Afrique
La cour africaine des droits de l'homme et des peuples (CADHP) avait donné six mois au Rwanda pour rétablir Victoire Ingabire dans ses droits. La présidente d'un des principaux partis d'opposition du pays, les FDU, est en prison depuis 2010, arrêtée peu de temps après son retour au Rwanda alors qu'elle était candidate contre Paul Kagame. Elle a été condamnée à quinze ans de prison pour « minimisation du génocide ». Mais le Rwanda dénonce une « cour instrumentalisée ».
Pour cette cour africaine, la justice rwandaise a violé le droit à l'expression d'Ingabire et les droits de la défense.

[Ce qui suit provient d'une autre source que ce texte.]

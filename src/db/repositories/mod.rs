pub mod clips;
pub mod maintenance;
pub mod messages;
pub mod streams;
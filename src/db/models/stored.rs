use std::ops::Deref;

use serde::Serialize;

use crate::db::store::DocumentId;

/// A record together with the id the store assigned to it.
#[derive(Debug, Clone, PartialEq, Serialize)]
pub struct Stored<T> {
    pub id: DocumentId,
    #[serde(flatten)]
    pub record: T,
}

impl<T> Stored<T> {
    pub fn new(id: DocumentId, record: T) -> Self {
        Self { id, record }
    }

    pub fn into_record(self) -> T {
        self.record
    }
}

impl<T> Deref for Stored<T> {
    type Target = T;

    fn deref(&self) -> &Self::Target {
        &self.record
    }
}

Alors que ce délai de six mois est sur le point d'expirer, l'avocate de Victoire Ingabire demande des comptes au gouvernement rwandais, elle a écrit au ministre de la Justice pour protester.
Pire encore, selon Me Catherine Buisman, les conditions de détention de Victoire Ingabire se sont encore aggravées depuis que la décision a été rendue.
« Il y a un silence total après cette décision, donc il n'ont pas du tout pris de mesures. Les autorités n'ont rien fait, mais en plus les conditions d'emprisonnement de Victoire Ingabire en ce moment sont très très dures. Elle n'a plus les droits de parler avec les membres de sa famille, elle n'a plus de visites des membres de son parti [FDU] parce qu'ils sont aussi en prison. Ils jouent un jeu psychologique parce qu'ils cherchent à détruire son moral car c'est une femme très forte. Elle reste la cheffe d'un parti politique opposé au régime. Ils ne veulent pas entendre parler de démocratie ».
Pourtant, pour le gouvernement rwandais, pas question de libérer Victoire Ingabire ou même de prendre en compte la décision de la CADHP. Le Rwanda a claqué la porte de cette cour. « Le procès de Victoire Ingabire a été jugé en premier et dernier recours, et nous avons bien précisé qu'il est impossible pour le gouvernement du Rwanda d'accepter qu'une cour africaine soit instrumentalisée pour essayer de défaire ce que les justices nationales souveraines ont fait, rétorque Olivier Nduhungirehe, secrétaire d'Etat aux Affaires étrangères. Donc pour nous cette question a été réglée par la Cour suprême qui a définitivement condamné Victoire Ingabire à quinze de prison ».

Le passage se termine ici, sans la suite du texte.